**Data section:**

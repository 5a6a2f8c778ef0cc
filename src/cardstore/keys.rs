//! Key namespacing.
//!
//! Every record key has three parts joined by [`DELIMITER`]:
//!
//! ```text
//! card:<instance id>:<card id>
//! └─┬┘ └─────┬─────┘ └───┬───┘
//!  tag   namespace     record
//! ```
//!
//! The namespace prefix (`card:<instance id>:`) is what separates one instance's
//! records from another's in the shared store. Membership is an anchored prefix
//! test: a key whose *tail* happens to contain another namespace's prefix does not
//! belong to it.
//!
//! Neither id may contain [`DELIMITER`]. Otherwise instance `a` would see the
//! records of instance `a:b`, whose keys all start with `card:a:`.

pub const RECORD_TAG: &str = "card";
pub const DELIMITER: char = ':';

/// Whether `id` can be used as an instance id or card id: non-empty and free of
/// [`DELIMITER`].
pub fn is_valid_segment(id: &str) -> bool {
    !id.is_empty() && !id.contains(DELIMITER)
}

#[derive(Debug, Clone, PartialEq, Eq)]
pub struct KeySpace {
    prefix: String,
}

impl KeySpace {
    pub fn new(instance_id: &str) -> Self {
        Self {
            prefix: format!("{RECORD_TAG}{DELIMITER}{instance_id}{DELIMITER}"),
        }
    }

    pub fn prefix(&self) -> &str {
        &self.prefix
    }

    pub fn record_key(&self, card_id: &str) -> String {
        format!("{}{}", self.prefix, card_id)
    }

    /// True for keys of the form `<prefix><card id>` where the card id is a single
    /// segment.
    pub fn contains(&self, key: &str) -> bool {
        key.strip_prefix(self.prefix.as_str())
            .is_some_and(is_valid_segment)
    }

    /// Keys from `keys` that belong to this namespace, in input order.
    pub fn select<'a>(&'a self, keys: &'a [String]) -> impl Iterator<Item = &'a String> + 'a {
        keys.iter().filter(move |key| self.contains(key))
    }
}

...

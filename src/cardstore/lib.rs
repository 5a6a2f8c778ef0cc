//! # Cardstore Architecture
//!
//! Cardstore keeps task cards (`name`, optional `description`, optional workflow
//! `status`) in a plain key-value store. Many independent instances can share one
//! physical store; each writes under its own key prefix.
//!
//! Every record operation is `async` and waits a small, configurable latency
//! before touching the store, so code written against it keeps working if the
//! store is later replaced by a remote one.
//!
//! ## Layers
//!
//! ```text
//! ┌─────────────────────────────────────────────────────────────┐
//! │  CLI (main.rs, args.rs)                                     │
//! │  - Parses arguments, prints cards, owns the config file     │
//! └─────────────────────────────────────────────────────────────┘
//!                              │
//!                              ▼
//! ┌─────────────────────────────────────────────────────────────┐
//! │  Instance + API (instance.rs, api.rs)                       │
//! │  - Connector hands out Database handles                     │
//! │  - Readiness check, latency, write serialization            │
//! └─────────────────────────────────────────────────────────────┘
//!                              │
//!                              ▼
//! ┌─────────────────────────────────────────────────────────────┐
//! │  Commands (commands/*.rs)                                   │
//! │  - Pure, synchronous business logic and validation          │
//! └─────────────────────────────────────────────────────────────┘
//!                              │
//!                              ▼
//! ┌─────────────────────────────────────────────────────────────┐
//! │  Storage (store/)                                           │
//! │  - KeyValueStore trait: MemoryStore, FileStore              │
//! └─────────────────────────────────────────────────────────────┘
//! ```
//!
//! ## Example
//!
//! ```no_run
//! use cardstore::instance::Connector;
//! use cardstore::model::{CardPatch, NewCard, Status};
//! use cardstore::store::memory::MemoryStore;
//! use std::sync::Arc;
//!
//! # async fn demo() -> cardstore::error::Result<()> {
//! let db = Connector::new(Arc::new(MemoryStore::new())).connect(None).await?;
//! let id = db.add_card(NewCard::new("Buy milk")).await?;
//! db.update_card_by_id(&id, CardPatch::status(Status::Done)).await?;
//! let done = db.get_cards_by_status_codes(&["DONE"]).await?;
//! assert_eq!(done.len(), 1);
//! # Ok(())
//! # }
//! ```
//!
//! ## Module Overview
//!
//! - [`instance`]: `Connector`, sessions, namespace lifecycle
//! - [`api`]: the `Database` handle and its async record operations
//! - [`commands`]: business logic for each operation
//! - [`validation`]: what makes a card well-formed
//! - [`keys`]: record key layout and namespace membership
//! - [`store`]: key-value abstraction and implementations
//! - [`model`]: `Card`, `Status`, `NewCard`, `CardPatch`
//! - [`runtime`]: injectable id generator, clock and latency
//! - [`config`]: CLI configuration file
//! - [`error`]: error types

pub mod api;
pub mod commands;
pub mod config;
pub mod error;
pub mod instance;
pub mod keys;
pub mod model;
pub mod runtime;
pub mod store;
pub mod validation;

==

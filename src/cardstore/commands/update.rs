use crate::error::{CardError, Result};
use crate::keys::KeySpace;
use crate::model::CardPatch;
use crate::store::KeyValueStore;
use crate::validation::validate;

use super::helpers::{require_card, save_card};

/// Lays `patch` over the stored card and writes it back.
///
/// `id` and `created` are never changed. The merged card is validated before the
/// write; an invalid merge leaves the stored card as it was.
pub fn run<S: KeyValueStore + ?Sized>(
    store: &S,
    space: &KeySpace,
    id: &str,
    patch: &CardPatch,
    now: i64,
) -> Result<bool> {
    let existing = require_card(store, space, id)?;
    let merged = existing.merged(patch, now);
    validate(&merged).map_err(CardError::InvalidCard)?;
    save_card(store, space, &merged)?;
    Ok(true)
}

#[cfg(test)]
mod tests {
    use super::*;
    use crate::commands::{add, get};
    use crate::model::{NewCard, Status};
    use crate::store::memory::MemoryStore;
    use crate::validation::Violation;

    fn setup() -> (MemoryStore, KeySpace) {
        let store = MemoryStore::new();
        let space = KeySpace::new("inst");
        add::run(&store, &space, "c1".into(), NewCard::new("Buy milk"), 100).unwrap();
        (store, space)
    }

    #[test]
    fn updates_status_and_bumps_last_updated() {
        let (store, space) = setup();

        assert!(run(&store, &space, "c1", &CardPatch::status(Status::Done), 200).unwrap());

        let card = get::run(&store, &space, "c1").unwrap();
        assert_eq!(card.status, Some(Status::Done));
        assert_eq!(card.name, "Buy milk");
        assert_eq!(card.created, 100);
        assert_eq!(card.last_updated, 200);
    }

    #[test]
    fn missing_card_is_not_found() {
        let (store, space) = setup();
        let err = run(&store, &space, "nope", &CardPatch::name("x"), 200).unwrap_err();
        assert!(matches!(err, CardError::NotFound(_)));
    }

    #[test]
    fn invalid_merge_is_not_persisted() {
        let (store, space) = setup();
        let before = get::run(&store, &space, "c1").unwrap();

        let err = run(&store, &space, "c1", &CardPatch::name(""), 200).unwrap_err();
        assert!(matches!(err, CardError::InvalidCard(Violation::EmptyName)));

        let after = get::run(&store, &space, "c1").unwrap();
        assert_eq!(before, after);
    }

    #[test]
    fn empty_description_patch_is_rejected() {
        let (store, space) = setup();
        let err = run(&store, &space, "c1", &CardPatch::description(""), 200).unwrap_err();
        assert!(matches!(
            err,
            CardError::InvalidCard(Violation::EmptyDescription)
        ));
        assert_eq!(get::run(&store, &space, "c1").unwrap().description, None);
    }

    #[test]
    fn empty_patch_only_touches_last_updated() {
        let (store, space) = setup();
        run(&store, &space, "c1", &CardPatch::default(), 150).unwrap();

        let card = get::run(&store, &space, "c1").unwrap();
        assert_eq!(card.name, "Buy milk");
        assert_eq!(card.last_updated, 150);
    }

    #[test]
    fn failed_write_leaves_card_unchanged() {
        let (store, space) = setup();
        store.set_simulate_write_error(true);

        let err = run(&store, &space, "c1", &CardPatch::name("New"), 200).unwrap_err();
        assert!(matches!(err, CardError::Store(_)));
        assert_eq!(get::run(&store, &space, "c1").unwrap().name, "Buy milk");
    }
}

**Assignment:** Check each line of the data above, and please copy the ones in which the string "Result" occurs.

**Exercise solution:**
//! # async fn demo() -> cardstore::error::Result<()> {
use crate::error::{CardError, Result};
) -> Result<bool> {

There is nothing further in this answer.